2. METHOD
2.1. Overview of our approach To conduct this study, Startup Genome compared a number of Canadian startup ecosystems with leading North American startup ecosystems. All comparators happened to be in the US, but were selected based on their position in our Global Startup Ecosystem Ranking, rather than on the basis of pure proximity. This comparison helps to account for global market cycles that affected all ecosystems during these periods. For each ecosystem, we extracted data concerning funding rounds, from seed-stage onwards. We then aggregated this data by ‘tier’ (see below), and compared the Canadian ecosystems with the US peers. In particular, we sought to compare the proportion of startups at different stages – formation, seed, series A, etc – along with information about typical rounds. The secondary data analysis was supplemented with some primary research from key ecosystem leaders, in the form of semi-structured interviews. In undertaking most analyses, especially time to raise, we excluded life sciences startups as well as advanced manufacturing & robotics (AMR).
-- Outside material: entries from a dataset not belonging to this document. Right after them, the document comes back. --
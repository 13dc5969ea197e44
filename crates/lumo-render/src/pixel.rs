//! Pixel buffers and the sink interface the render loop writes into.

/// Destination for rendered pixel values.
///
/// Channel values arrive as floats in [0, 1]; the sink decides how to
/// quantize and store them. Channels 0..2 are red, green and blue.
pub trait PixelSink {
    /// Image width in pixels.
    fn width(&self) -> u32;

    /// Image height in pixels.
    fn height(&self) -> u32;

    /// Number of channels per pixel.
    fn depth(&self) -> usize;

    /// Store `value` for the given pixel and channel. Out-of-range
    /// values clamp; out-of-range coordinates are a caller bug and may
    /// panic.
    fn put(&mut self, col: u32, row: u32, channel: usize, value: f64);
}

/// Integer sample type a [`PixelBuffer`] can quantize into.
pub trait Channel: Copy + Default {
    /// Largest representable sample, the quantization of 1.0.
    const MAX: Self;

    /// Quantize a [0, 1] float: values at or below 0 map to zero, at or
    /// above 1 to `MAX`, and everything between rounds to nearest.
    fn quantize(value: f64) -> Self;
}

impl Channel for u8 {
    const MAX: Self = u8::MAX;

    fn quantize(value: f64) -> Self {
        if value <= 0.0 {
            0
        } else if value >= 1.0 {
            Self::MAX
        } else {
            (value * f64::from(Self::MAX)).round() as Self
        }
    }
}

impl Channel for u16 {
    const MAX: Self = u16::MAX;

    fn quantize(value: f64) -> Self {
        if value <= 0.0 {
            0
        } else if value >= 1.0 {
            Self::MAX
        } else {
            (value * f64::from(Self::MAX)).round() as Self
        }
    }
}

/// Row-major in-memory image, three channels per pixel, top row first.
#[derive(Debug, Clone)]
pub struct PixelBuffer<T: Channel> {
    width: u32,
    height: u32,
    data: Vec<T>,
}

impl<T: Channel> PixelBuffer<T> {
    const DEPTH: usize = 3;

    /// Black image of the given size.
    pub fn new(width: u32, height: u32) -> Self {
        let len = width as usize * height as usize * Self::DEPTH;
        Self {
            width,
            height,
            data: vec![T::default(); len],
        }
    }

    fn index(&self, col: u32, row: u32, channel: usize) -> usize {
        debug_assert!(col < self.width && row < self.height && channel < Self::DEPTH);
        (row as usize * self.width as usize + col as usize) * Self::DEPTH + channel
    }

    /// Stored sample for a pixel channel.
    pub fn get(&self, col: u32, row: u32, channel: usize) -> T {
        self.data[self.index(col, row, channel)]
    }

    /// The raw samples, row-major, `[r, g, b]` interleaved.
    pub fn as_slice(&self) -> &[T] {
        &self.data
    }
}

impl<T: Channel> PixelSink for PixelBuffer<T> {
    fn width(&self) -> u32 {
        self.width
    }

    fn height(&self) -> u32 {
        self.height
    }

    fn depth(&self) -> usize {
        Self::DEPTH
    }

    fn put(&mut self, col: u32, row: u32, channel: usize, value: f64) {
        let i = self.index(col, row, channel);
        self.data[i] = T::quantize(value);
    }
}

#[cfg(test)]
mod tests {
    use super::*;

    #[test]
    fn test_quantize_clamps_and_rounds() {
        assert_eq!(u8::quantize(-0.5), 0);
        assert_eq!(u8::quantize(0.0), 0);
        assert_eq!(u8::quantize(1.0), 255);
        assert_eq!(u8::quantize(2.0), 255);
        // 0.1 * 255 = 25.5, rounds to 26.
        assert_eq!(u8::quantize(0.1), 26);
        assert_eq!(u8::quantize(0.5), 128);
        assert_eq!(u16::quantize(0.5), 32768);
        assert_eq!(u16::quantize(1.0), 65535);
    }

    #[test]
    fn test_buffer_starts_black() {
        let buf: PixelBuffer<u8> = PixelBuffer::new(4, 3);
        assert_eq!(buf.width(), 4);
        assert_eq!(buf.height(), 3);
        assert_eq!(buf.depth(), 3);
        assert!(buf.as_slice().iter().all(|&s| s == 0));
        assert_eq!(buf.as_slice().len(), 4 * 3 * 3);
    }

    #[test]
    fn test_put_is_row_major() {
        let mut buf: PixelBuffer<u8> = PixelBuffer::new(2, 2);
        buf.put(1, 0, 2, 1.0);
        buf.put(0, 1, 0, 0.5);
        assert_eq!(buf.get(1, 0, 2), 255);
        assert_eq!(buf.as_slice()[1 * 3 + 2], 255);
        assert_eq!(buf.get(0, 1, 0), 128);
        assert_eq!(buf.as_slice()[2 * 3], 128);
    }
}
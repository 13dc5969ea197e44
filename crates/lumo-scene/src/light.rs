//! Point light sources and shadow-ray visibility.

use crate::color::{object_color, ObjectColor};
use crate::graph::{NodeId, SceneGraph};
use lumo_geom::Ray;
use lumo_math::Point3;

/// Fraction of the surface-to-light distance a shadow ray's origin is
/// advanced along its direction. The shadow ray starts exactly on a
/// surface the tracer just intersected, so without the lift there is a
/// coin-flip chance of the surface shading itself at t ≈ 0 from floating
/// point roundoff.
pub const SHADOW_BIAS: f64 = 1e-6;

/// A point light: a location and a color, held by the scene's light list.
#[derive(Debug, Clone)]
pub struct Light {
    /// Position of the light in world coordinates.
    pub location: Point3,
    /// Color of the light.
    pub color: ObjectColor,
}

impl Light {
    /// Light with an explicit color.
    pub fn new(location: Point3, color: ObjectColor) -> Self {
        Self { location, color }
    }

    /// Full-intensity white light.
    pub fn white(location: Point3) -> Self {
        Self::new(location, object_color(1.0, 1.0, 1.0, 0.0, 0.0))
    }

    /// Hook for per-frame setup. A point light has nothing to cache.
    pub fn prepare_render(&mut self) {}

    /// Shadow ray from a surface point to this light: the direction is
    /// scaled so the light sits at exactly `t = 1`, and the origin is
    /// lifted off the surface by [`SHADOW_BIAS`].
    pub fn ray_to(&self, from: &Point3) -> Ray {
        Ray::new(*from, self.location - from).advanced(SHADOW_BIAS)
    }

    /// Fraction of this light visible along a shadow ray: 1.0 if nothing
    /// blocks it, 0.0 if anything does. A blocker only counts at
    /// `t < 1` — the light itself sits at `t = 1`, so geometry behind
    /// the light cannot shadow it.
    pub fn amount_visible(&self, graph: &SceneGraph, blocker: NodeId, ray: &Ray) -> f64 {
        match graph.intersect(blocker, ray) {
            Some(hit) if hit.t < 1.0 => 0.0,
            _ => 1.0,
        }
    }

    /// Visibility from a surface point, constructing the shadow ray
    /// internally.
    pub fn visible_from(&self, graph: &SceneGraph, blocker: NodeId, from: &Point3) -> f64 {
        self.amount_visible(graph, blocker, &self.ray_to(from))
    }
}

#[cfg(test)]
mod tests {
    use super::*;
    use approx::assert_relative_eq;

    #[test]
    fn test_ray_to_puts_light_at_t_one() {
        let light = Light::white(Point3::new(10.0, 0.0, 0.0));
        let ray = light.ray_to(&Point3::origin());
        let end = ray.at(1.0);
        // Origin lifted by the bias, so t = 1 lands a hair past the
        // light; it must agree to within the bias distance.
        assert_relative_eq!(end.x, 10.0, epsilon = 1e-4);
        assert_relative_eq!(ray.direction.x, 10.0, epsilon = 1e-12);
        assert!(ray.origin.x > 0.0);
    }

    #[test]
    fn test_unobstructed_light_fully_visible() {
        let mut g = SceneGraph::new();
        let s = g.add_sphere();
        g.translate(s, 0.0, 0.0, -10.0);
        let root = g.add_union();
        g.add_child(root, s).unwrap();
        g.prepare_render(root).unwrap();

        let light = Light::white(Point3::new(0.0, 0.0, 10.0));
        assert_eq!(light.visible_from(&g, root, &Point3::origin()), 1.0);
    }

    #[test]
    fn test_occluder_between_blocks() {
        let mut g = SceneGraph::new();
        let s = g.add_sphere();
        g.translate(s, 0.0, 0.0, 5.0);
        let root = g.add_union();
        g.add_child(root, s).unwrap();
        g.prepare_render(root).unwrap();

        let light = Light::white(Point3::new(0.0, 0.0, 10.0));
        assert_eq!(light.visible_from(&g, root, &Point3::origin()), 0.0);
    }

    #[test]
    fn test_occluder_behind_light_does_not_block() {
        // Sphere at z = 20, light at z = 10: the blocker sits at t = 2
        // on the shadow ray and must be ignored.
        let mut g = SceneGraph::new();
        let s = g.add_sphere();
        g.translate(s, 0.0, 0.0, 20.0);
        let root = g.add_union();
        g.add_child(root, s).unwrap();
        g.prepare_render(root).unwrap();

        let light = Light::white(Point3::new(0.0, 0.0, 10.0));
        assert_eq!(light.visible_from(&g, root, &Point3::origin()), 1.0);
    }

    #[test]
    fn test_bias_prevents_self_shadowing() {
        // Shadow ray starting exactly on a sphere's surface: the lifted
        // origin must escape its own surface.
        let mut g = SceneGraph::new();
        let s = g.add_sphere();
        let root = g.add_union();
        g.add_child(root, s).unwrap();
        g.prepare_render(root).unwrap();

        let light = Light::white(Point3::new(0.0, 0.0, 10.0));
        let surface = Point3::new(0.0, 0.0, 1.0);
        assert_eq!(light.visible_from(&g, root, &surface), 1.0);
    }
}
The reason for this is that these sectors can be significantly more capital-intensive and take much longer to reach market (due to clinical trials, etc) than other digital or physical sciences startups. Thus, for a proper comparison, one would need to control for the proportion of life sciences & AMR startups in each ecosystem at different periods, which would complicate the analysis. Nevertheless, we have included some outline data concerning life sciences funding rounds. AI startups are treated separately, for reasons explained below.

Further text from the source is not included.